We here at The Wardrobe (Falling Out Of) make it a point to never get involved in a land war in Asia and, some would say more importantly, we never go in against a Sicilian when death is on the line.
Additionally, we throw in odd movie quotes into our blogs to see if people are paying attention. AND, we like to tell stories of embarrassing situations for our most favoritest of the blog labels: Are You Not Entertained? So get your blanket, your favorite Grandma Sisi pillow and a snuggly friend, here we go.......
(Psst, Dad, I will be using the word "bra straps" in this story. I might also be using some interesting metaphors that relate to bras. Just a heads up.)
Once upon a time there was this lovely store here in Southern California called Mervyns. It was good for picking up basic items of clothing that were a little nicer than Target but not as nice as Nordstrom and they also carried the best underwears.
In addition to the underwears, they carried a HUGE selection of sundresses. These were dresses with many different kinds of prints. Some had sleeves, some didn't. Many of them tied in the back and when they did not tie, you would often find something like fabric covered alligator clamps that would cinch your dress in the back and create a very slimming silhouette. Boys and girls, Mrs. Bethany loved those dresses. She had lots of them. But her favorite was the maroon plaid one.
The maroon plaid dress was long long long and had a long tie in the back and was strapless. She could wear the dress from work to a date with her hot hubby to church even! She could wear it while babysitting a friend's kid or hanging out at the beach. It was a beautiful relationship except for one simple flaw:
The armholes cut in toward the neck just a tiny bit more than her bra straps did. So her bra straps would sometimes show. *gasp!* This was NOT okay in the world of 1998. People weren't as willy nilly with bra straps as they are here in the world of 2009. So she searched for solutions.
Some of these included strapless bras and even an ace bandage. These were either ridiculous or uncomfortable (I will let you decide which was which) and just didn't offer the solution Mrs. Bethany was looking for.

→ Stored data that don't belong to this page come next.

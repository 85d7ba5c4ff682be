//! Core application primitives (HTTP surface, data cache, session state)

pub mod cache;
pub mod http;
pub mod session;

pub use cache::DataCache;
pub use http::*;
pub use session::SessionState;
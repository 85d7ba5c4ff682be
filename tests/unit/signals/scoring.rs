//! Unit tests for deviation scoring

use dca_dashboard::models::score::DeviationTier;
use dca_dashboard::signals::scoring::{relative_deviation, score_against_mean, score_deviation};

#[test]
fn test_scores_every_bucket() {
    assert_eq!(score_deviation(-0.2, 10.0), DeviationTier::StrongBuy);
    assert_eq!(score_deviation(-0.05, 10.0), DeviationTier::Buy);
    assert_eq!(score_deviation(0.0, 10.0), DeviationTier::Neutral);
    assert_eq!(score_deviation(0.05, 10.0), DeviationTier::Reduce);
    assert_eq!(score_deviation(0.2, 10.0), DeviationTier::StrongReduce);
}

#[test]
fn test_threshold_boundaries_are_strong_tiers() {
    for threshold_pct in [1.0, 5.0, 10.0, 15.0, 30.0, 100.0] {
        let t = threshold_pct / 100.0;
        assert_eq!(score_deviation(-t, threshold_pct).score(), 1.0);
        assert_eq!(score_deviation(t, threshold_pct).score(), -1.0);
        assert_eq!(score_deviation(0.0, threshold_pct).score(), 0.0);
    }
}

#[test]
fn test_tier_carries_arrow_and_color() {
    let tier = score_deviation(-0.5, 10.0);
    assert_eq!(tier.arrow(), "↑");
    assert_eq!(tier.color(), "#66BB6A");

    let tier = score_deviation(0.5, 10.0);
    assert_eq!(tier.arrow(), "↓");
    assert_eq!(tier.color(), "#E57373");

    assert_eq!(DeviationTier::Neutral.arrow(), "→");
    assert_eq!(DeviationTier::Buy.color(), "#A5D6A7");
    assert_eq!(DeviationTier::Reduce.color(), "#FFB74D");
}

#[test]
fn test_scores_stay_in_allowed_set() {
    let allowed = [-1.0, -0.5, 0.0, 0.5, 1.0];
    let mut diff = -2.0;
    while diff <= 2.0 {
        let score = score_deviation(diff, 7.5).score();
        assert!(allowed.contains(&score), "unexpected score {} for {}", score, diff);
        diff += 0.0125;
    }
}

#[test]
fn test_score_is_monotonically_non_increasing() {
    for threshold_pct in [1.0, 10.0, 25.0] {
        let mut previous = f64::INFINITY;
        let mut diff = -1.5;
        while diff <= 1.5 {
            let score = score_deviation(diff, threshold_pct).score();
            assert!(score <= previous, "score rose at diff {}", diff);
            previous = score;
            diff += 0.001;
        }
    }
}

#[test]
fn test_extreme_deviations_are_total() {
    assert_eq!(score_deviation(-1e9, 10.0), DeviationTier::StrongBuy);
    assert_eq!(score_deviation(1e9, 10.0), DeviationTier::StrongReduce);
}

#[test]
fn test_relative_deviation() {
    assert!((relative_deviation(80.0, 100.0) + 0.2).abs() < 1e-12);
    assert_eq!(relative_deviation(100.0, 100.0), 0.0);
}

#[test]
fn test_zero_mean_is_not_scored() {
    assert!(score_against_mean(10.0, 0.0, 10.0).is_none());
    let (tier, diff) = score_against_mean(120.0, 100.0, 10.0).unwrap();
    assert_eq!(tier, DeviationTier::StrongReduce);
    assert!((diff - 0.2).abs() < 1e-12);
}
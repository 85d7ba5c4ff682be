//! Scoring and allocation engine.

pub mod aggregation;
pub mod allocation;
pub mod engine;
pub mod scoring;

pub use aggregation::Aggregator;
pub use allocation::{normalize, redistribute, shift_scores, AllocationResult};
pub use engine::{DashboardEngine, EngineParams};
pub use scoring::{relative_deviation, score_deviation};
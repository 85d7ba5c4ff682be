use dca_dashboard::config::DashboardConfig;
use dca_dashboard::core::http::build_state;
use dca_dashboard::logging;
use dca_dashboard::models::snapshot::DashboardSnapshot;
use dca_dashboard::signals::engine::EngineParams;
use dotenvy::dotenv;

#[tokio::main]
async fn main() -> Result<(), Box<dyn std::error::Error>> {
    dotenv().ok();
    logging::init_logging();

    let config = DashboardConfig::from_env()?;
    let params = EngineParams {
        threshold_pct: config.threshold_pct,
        pool_pct: config.pool_pct,
        equity_share_pct: config.equity_share_pct,
    };

    let state = build_state(config)?;
    let data = state.cache.get().await;
    let mut session = state.session.write().await;
    let snapshot = state.engine.snapshot(&data, &mut session, params);

    print_snapshot(&snapshot);
    Ok(())
}

fn print_snapshot(snapshot: &DashboardSnapshot) {
    println!("DCA Dashboard (threshold {:.0}%)", snapshot.threshold_pct);
    println!("  Score shift: {:+.2}", snapshot.shift);
    println!();

    for card in &snapshot.instruments {
        match card.last_price {
            Some(price) => println!("{}: {:.2} ({:+.2}%)", card.name, price, card.delta_pct),
            None => println!("{}: no data", card.name),
        }
        let badges: Vec<String> = card
            .timeframes
            .iter()
            .map(|b| match b.score {
                Some(score) => format!("{} {} {:+.1}", b.label, b.arrow, score),
                None => format!("{} {}", b.label, b.arrow),
            })
            .collect();
        println!("  {}", badges.join(" | "));
        println!(
            "  raw={:+.2} adj={:.2} origin={:.2}% reco={:.2}% dca={:.1}%",
            card.raw_score,
            card.adjusted_score,
            card.origin_pct,
            card.recommended_pct,
            card.dca_allocation_pct
        );
    }

    println!();
    for reading in &snapshot.macro_indicators {
        match reading.latest {
            Some(value) => println!("  {}: {:.2}", reading.label, value),
            None => println!("  {}: N/A", reading.label),
        }
    }
    for warning in &snapshot.warnings {
        println!("warning: {}", warning);
    }
}
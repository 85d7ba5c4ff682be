use crate::models::series::PriceSeries;
use chrono::{DateTime, Utc};
use std::collections::BTreeMap;

/// Everything loaded from the data providers in one refresh.
#[derive(Debug, Clone)]
pub struct MarketData {
    /// Price history keyed by instrument name
    pub prices: BTreeMap<String, PriceSeries>,
    /// Macro series keyed by label
    pub macro_data: BTreeMap<String, PriceSeries>,
    /// False when no macro credential is configured
    pub macro_enabled: bool,
    pub loaded_at: DateTime<Utc>,
}

impl MarketData {
    pub fn new(
        prices: BTreeMap<String, PriceSeries>,
        macro_data: BTreeMap<String, PriceSeries>,
        macro_enabled: bool,
    ) -> Self {
        Self {
            prices,
            macro_data,
            macro_enabled,
            loaded_at: Utc::now(),
        }
    }

    pub fn series(&self, name: &str) -> Option<&PriceSeries> {
        self.prices.get(name)
    }
}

Mrs. Bethany had heard from a friend of her sister that when faced with a similar problem, she said she just skipped the bra completely-just not worn one at all! A new concept to Mrs. Bethany, she inquired how she handled the, um, "standing at attention" problem she had should she enter a cold room. Her solution? Band Aids.
(Okay, it is at this part of the story that I will be substituting the word "bottlecap" or "bottlecaps" for the word I might need in this story that rhymes with "ripple." Are you following me? Okay then, onward. )
Mrs. Bethany believed the idea of putting band aids over bottlecaps so that your ladyness and elegance remained intact seemed like a brilliant idea. Without putting a whole lot of thought into it, the very next day she prepared herself to wear the beautiful maroon plaid dress with the band aids applied. It was okay most of the day. Different, freeing maybe, and definitely made sure that there was none of the aforementioned willy nilly strap display.
At the end of the day, feeling proud of herself and pleased that the bottlecap solution was a success, she went to change into her "home clothes." We all have them. They are the cozy sweats or yoga pants and oversized t-shirt or tank top that seem to almost apply themselves to your body when you walk in the door. Except, Mrs. Bethany had a certain bottlecap/band aid situation to take care of first.
It is at this point of telling the story that I shall spare you the step by step of the arduous process of removing something coated with incredibly strong adhesive from skin that is very soft and just let you do the Bottlecap Math. And since so many of you are so very smart, I am guessing your figures are adding up.
Mrs. Bethany had two very angry and abused bottlecaps. And Mrs. Bethany was looking for some answers from her sister and sister’s friend.
Upon talking to this sister and her friend, Mrs. Bethany discovered two things:
1. Her sister’s friend hadn’t ever actually TRIED the bottlecap solution.
2. Mrs. Bethany’s sister and her friend couldn’t stop laughing.
So, boys and girls, the moral of this story is two-fold…..
Treat your bottle caps with kindness, no matter how cute the sundress may be.
Never believe your little sister and her friend. Never.